Have you bothered to check the facts? You should know by now that Mel Phillips has a notorious reputation for getting both science and science policy hopelessly garbled.
If we want to understand what goes wrong in genetic diseases, we have to look inside the affected cells and see how the genetic defect interferes with normal cellular processes. One proposed way of doing this was outlined in my previous post to you. The resulting cell-lines could be a particularly powerful tool not only to study the conditions but also to investigate rational therapies.
To generate these cells of course we first have to take cell samples from the affected child. Here’s the problem: many genetic diseases kill their victims when they are only a few years old (see my other post to you). You can’t get informed consent from a three year old – especially a mentally retarded three year old. Under these circumstances it is proposed that the parents be asked to provide consent. I would have thought this was entirely reasonable. See:
http://news.bbc.co.uk/1/hi/health/7218176.stm
You might also like to check out the site of the ‘Genetic Interest Group’
http://www.gig.org.uk/latest-news.htm – they are after all the ones most directly affected.
Note especially this:
http://www.gig.org.uk/docs/171008HFEBill_press.pdf
“GIG is asking MPs to oppose amendments that will harm child health, No 36 which bans bone
marrow transplants from “saviour siblings” and to oppose amendment Nos 56 – 66 which will prevent parents from consenting for their children to donate genetic material for embryonic research into their condition.”
Once again you’ve got things 180 degrees backward.
Ronnie
October 25th, 2008 2:38pmTony Jackson, in the course of your posts you have turned me 360 degrees, se I am back where I started.

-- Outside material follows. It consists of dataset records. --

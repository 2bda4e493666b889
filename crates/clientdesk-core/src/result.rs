//! Convenience result type alias for ClientDesk.

use crate::error::AppError;

/// A specialized `Result` type for ClientDesk operations.
pub type AppResult<T> = Result<T, AppError>;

I am not disagreeing with your specific points and I am certainly not going to argue with anyone about science. However, you are missing my general point concerning the social, political and economic consequencies of this research. I do not think people are thinking clearly about this and it concerns me greatly.

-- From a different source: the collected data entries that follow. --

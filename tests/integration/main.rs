//! HTTP-level integration tests, run against the in-memory store.

mod helpers;

mod auth_test;
mod client_test;
mod config_test;
mod employee_test;
mod permission_test;
//! Integration tests for role gating.

use axum::http::StatusCode;

use crate::helpers::{self, client_body};

#[tokio::test]
async fn test_client_routes_require_token() {
    let app = helpers::TestApp::new().await;

    let response = app.request("GET", "/api/client", None, None).await;

    assert_eq!(response.status, StatusCode::UNAUTHORIZED);
}

#[tokio::test]
async fn test_invalid_token_rejected() {
    let app = helpers::TestApp::new().await;

    let response = app
        .request("GET", "/api/client", None, Some("not-a-token"))
        .await;

    assert_eq!(response.status, StatusCode::UNAUTHORIZED);
}

#[tokio::test]
async fn test_employee_can_manage_clients() {
    let app = helpers::TestApp::new().await;
    let admin = app.admin_token().await;
    let staff = app.create_employee(&admin, "clerk@clientdesk.test").await;

    let response = app
        .request("POST", "/api/client", Some(client_body("Ana")), Some(&staff))
        .await;
    assert_eq!(response.status, StatusCode::CREATED);

    let response = app.request("GET", "/api/client", None, Some(&staff)).await;
    assert_eq!(response.status, StatusCode::OK);
    assert_eq!(response.body["clients"].as_array().map(Vec::len), Some(1));
}

#[tokio::test]
async fn test_employee_cannot_manage_employees() {
    let app = helpers::TestApp::new().await;
    let admin = app.admin_token().await;
    let staff = app.create_employee(&admin, "clerk@clientdesk.test").await;

    let response = app.request("GET", "/api/employee", None, Some(&staff)).await;

    assert_eq!(response.status, StatusCode::FORBIDDEN);
    assert_eq!(response.body["message"], "This action is unauthorized.");
}

#[tokio::test]
async fn test_admin_can_list_employees() {
    let app = helpers::TestApp::new().await;
    let admin = app.admin_token().await;

    let response = app.request("GET", "/api/employee", None, Some(&admin)).await;

    assert_eq!(response.status, StatusCode::OK);
}
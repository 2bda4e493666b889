//! Client domain entities and their owned collections.

pub mod address;
pub mod document;
pub mod model;

pub use address::{Address, DEFAULT_COUNTRY, NewAddress};
pub use document::{Document, DocumentType, NewDocument};
pub use model::{Client, ClientChanges, ClientWithRelations, NewClient};

/// Upper bound on addresses and documents attached to one client.
pub const MAX_NESTED_ITEMS: usize = 4;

Some examples of future consequencies of DNA information being held in national databases, in 'secret' .
I think it is possible that people could be refused health insurance on the basis of the DNA information held on them in the growing number of databases. This already happens in cases where people smoke but the greater range of information available would make it more likely.
I think it is possible that people could actually be refused medical treatment on the basis of their DNA information as it may be regarded as uneconomic to treat them for conditions that may seem genetically incurable or too costly to treat. Again, this already happens with smokers.
The possibility of people's lives being changed as a direct result of their genetic information being held makes it utterly unacceptable for the collection of that information to be anythng other than completely open. And for the information itself, and any analysis of it, to be made known to the person concerned at every stage.
There is no question that expected advances in genetics will create many positives for human medicine in the future.
There can also be no doubt that there is potential for very serious misuses of the science that may not be immediately apparent.
Splitting the atom was a monumental scientific advance. That doesn't mean that the development of nuclear weapons was such a great idea.
Verity
October 26th, 2008 1:53amRonnie - I rarely, if ever, write this, but you are correct.
However, take heart! No one in the taxpayer-owned NHS will refuse a Muslim child with a birth defect - born out of the consanginous marriages between generations of first cousins - free treatment for life. The Pakistanis are around 4% of the population of our country, yet account for 33% of the birth defects. All treated for free and for life, on the gracious British citizen taxpayer, who himself, or herself, may be refused treatment if he/she smokes, drinks or eats sweets, fatty foods or, for all I know, watches TV programmes that Lord Rumba from Rio finds dull.
Bradford MP Anne Cryer has been trying to get marriages between first cousins of these people outlawed for years, but our "representatives" are too frightened.